Esta página foi traduzida automaticamente e a precisão da tradução não é garantida. Por favor, consulte o versão em inglês para um texto fonte.

Comparação da combinação sugamadex e neostigmina no antagonismo do bloqueio neuromuscular moderado

27 de janeiro de 2022 atualizado por: aysun postaci, Ankara City Hospital Bilkent

Comparação da combinação sugamadex e sugamadex-neostigmina no antagonismo do bloqueio neuromuscular moderado induzido por rocurônio: um estudo prospectivo randomizado controlado

Neste estudo prospectivo randomizado e controlado, os investigadores comparam a combinação de sugamadex-neostigmina e dose única de sugamadex em termos de efeitos colaterais e custo para o antagonismo do bloqueio neuromuscular moderado induzido por rocurônio.

Visão geral do estudo

Status

Ainda não está recrutando

Condições

Intervenção / Tratamento

Descrição detalhada

Sugamadex é uma nova droga usada para reverter o bloqueio neuromuscular. Mostra seu efeito por ligação com agentes neuromusculares esteróides na proporção de 1:1. Comparado ao anticolinesterásico e outros agentes reversores neuromusculares, o sugamadex apresenta menos efeitos colaterais colinérgicos e menos relaxamento muscular residual. Além de tudo isso, o sugamadex reverte o bloqueio neuromuscular muito rapidamente. Além desses benefícios, apresenta efeitos colaterais como hipersensibilidade e esse efeito colateral pode ser mais observado em altas doses. Além disso, o sugamadex é mais caro do que outros agentes reversores neuromusculares.

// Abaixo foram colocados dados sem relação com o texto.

//! Force configuration for the physics step.

use serde::{Deserialize, Serialize};

use crate::error::{Error, Result};

/// Coefficients for the four physics passes.
///
/// Deserializes from a partial camelCase object: missing fields keep their
/// defaults.
#[derive(Debug, Clone, Copy, PartialEq, Serialize, Deserialize)]
#[serde(rename_all = "camelCase", default)]
pub struct ForceConfig {
    /// Inverse-square repulsion coefficient (default: 1000.0).
    pub repulsion_strength: f32,
    /// Rest length of an edge spring (default: 50.0).
    pub spring_length: f32,
    /// Hooke's law spring constant (default: 0.08).
    pub spring_stiffness: f32,
    /// Per-step velocity multiplier in [0, 1] (default: 0.85).
    pub damping: f32,
    /// Pull toward the center point (default: 0.002).
    pub gravity_strength: f32,
    /// Speed clamp applied before integration (default: 5.0).
    pub max_velocity: f32,
    /// Gravity target X, usually the viewport center (default: 0.0).
    pub center_x: f32,
    /// Gravity target Y (default: 0.0).
    pub center_y: f32,
    /// Populate the debug force stores each step (default: true).
    pub record_debug_forces: bool,
}

impl Default for ForceConfig {
    fn default() -> Self {
        Self {
            repulsion_strength: 1000.0,
            spring_length: 50.0,
            spring_stiffness: 0.08,
            damping: 0.85,
            gravity_strength: 0.002,
            max_velocity: 5.0,
            center_x: 0.0,
            center_y: 0.0,
            record_debug_forces: true,
        }
    }
}

impl ForceConfig {
    /// Copy of this config with every field set in `patch` overwritten.
    pub fn merged(&self, patch: &ForceConfigPatch) -> Self {
        Self {
            repulsion_strength: patch.repulsion_strength.unwrap_or(self.repulsion_strength),
            spring_length: patch.spring_length.unwrap_or(self.spring_length),
            spring_stiffness: patch.spring_stiffness.unwrap_or(self.spring_stiffness),
            damping: patch.damping.unwrap_or(self.damping),
            gravity_strength: patch.gravity_strength.unwrap_or(self.gravity_strength),
            max_velocity: patch.max_velocity.unwrap_or(self.max_velocity),
            center_x: patch.center_x.unwrap_or(self.center_x),
            center_y: patch.center_y.unwrap_or(self.center_y),
            record_debug_forces: patch.record_debug_forces.unwrap_or(self.record_debug_forces),
        }
    }

    /// Reject values that would poison the simulation.
    ///
    /// Every coefficient must be finite and non-negative, and damping must
    /// lie in [0, 1].
    pub fn validate(&self) -> Result<()> {
        let non_negative = [
            ("repulsionStrength", self.repulsion_strength),
            ("springLength", self.spring_length),
            ("springStiffness", self.spring_stiffness),
            ("gravityStrength", self.gravity_strength),
            ("maxVelocity", self.max_velocity),
        ];
        for (field, value) in non_negative {
            check_finite(field, value)?;
            if value < 0.0 {
                return Err(Error::InvalidConfig {
                    field,
                    value,
                    reason: "must not be negative",
                });
            }
        }

        check_finite("damping", self.damping)?;
        if !(0.0..=1.0).contains(&self.damping) {
            return Err(Error::InvalidConfig {
                field: "damping",
                value: self.damping,
                reason: "must be within [0, 1]",
            });
        }

        check_finite("centerX", self.center_x)?;
        check_finite("centerY", self.center_y)?;
        Ok(())
    }
}

/// A partial config update. Fields left out keep their current value.
#[derive(Debug, Clone, Copy, Default, PartialEq, Deserialize)]
#[serde(rename_all = "camelCase")]
pub struct ForceConfigPatch {
    pub repulsion_strength: Option<f32>,
    pub spring_length: Option<f32>,
    pub spring_stiffness: Option<f32>,
    pub damping: Option<f32>,
    pub gravity_strength: Option<f32>,
    pub max_velocity: Option<f32>,
    pub center_x: Option<f32>,
    pub center_y: Option<f32>,
    pub record_debug_forces: Option<bool>,
}

fn check_finite(field: &'static str, value: f32) -> Result<()> {
    if value.is_finite() {
        Ok(())
    } else {
        Err(Error::InvalidConfig {
            field,
            value,
            reason: "must be finite",
        })
    }
}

Neste estudo prospectivo randomizado e controlado, os investigadores comparam a combinação de sugamadex-neostigmina e dose única de sugamadex em termos de efeitos colaterais e custo para o antagonismo do bloqueio neuromuscular moderado induzido por rocurônio.

Tipo de estudo

Intervencional

Inscrição (Antecipado)

90

Estágio

  • Não aplicável

Contactos e Locais

Esta seção fornece os detalhes de contato para aqueles que conduzem o estudo e informações sobre onde este estudo está sendo realizado.

Contato de estudo

Estude backup de contato

Locais de estudo

  • Peru
      • Ankara, Peru, 06800
        • Ankara City Hospital

Critérios de participação

Os pesquisadores procuram pessoas que se encaixem em uma determinada descrição, chamada de critérios de elegibilidade. Alguns exemplos desses critérios são a condição geral de saúde de uma pessoa ou tratamentos anteriores.

Critérios de elegibilidade

Idades elegíveis para estudo

18 anos a 65 anos (ADULTO, OLDER_ADULT)

Aceita Voluntários Saudáveis

Não

Gêneros Elegíveis para o Estudo

Fêmea

Descrição

Critério de inclusão:

  • anestesia geral eletiva
  • Gênero feminino
  • Entre os 18-65 anos

Critério de exclusão:

  • ASA ≥ 3
  • Gravidez
  • Contra-indicação ao uso de drogas anestésicas
  • Falência renal
  • Insuficiência hepática
  • Insuficiência cardíaca
  • IMC <18 e IMC > 35 kg/m2
  • via aérea difícil antecipada
  • doença neuromuscular
  • Uso de drogas que prejudicam a transmissão neuromuscular
  • Pacientes que desenvolvem hemorragia maciça inesperada
  • Aqueles que não têm a capacidade de ler, compreender e assinar o termo de consentimento
  • Recusa do paciente

Plano de estudo

Esta seção fornece detalhes do plano de estudo, incluindo como o estudo é projetado e o que o estudo está medindo.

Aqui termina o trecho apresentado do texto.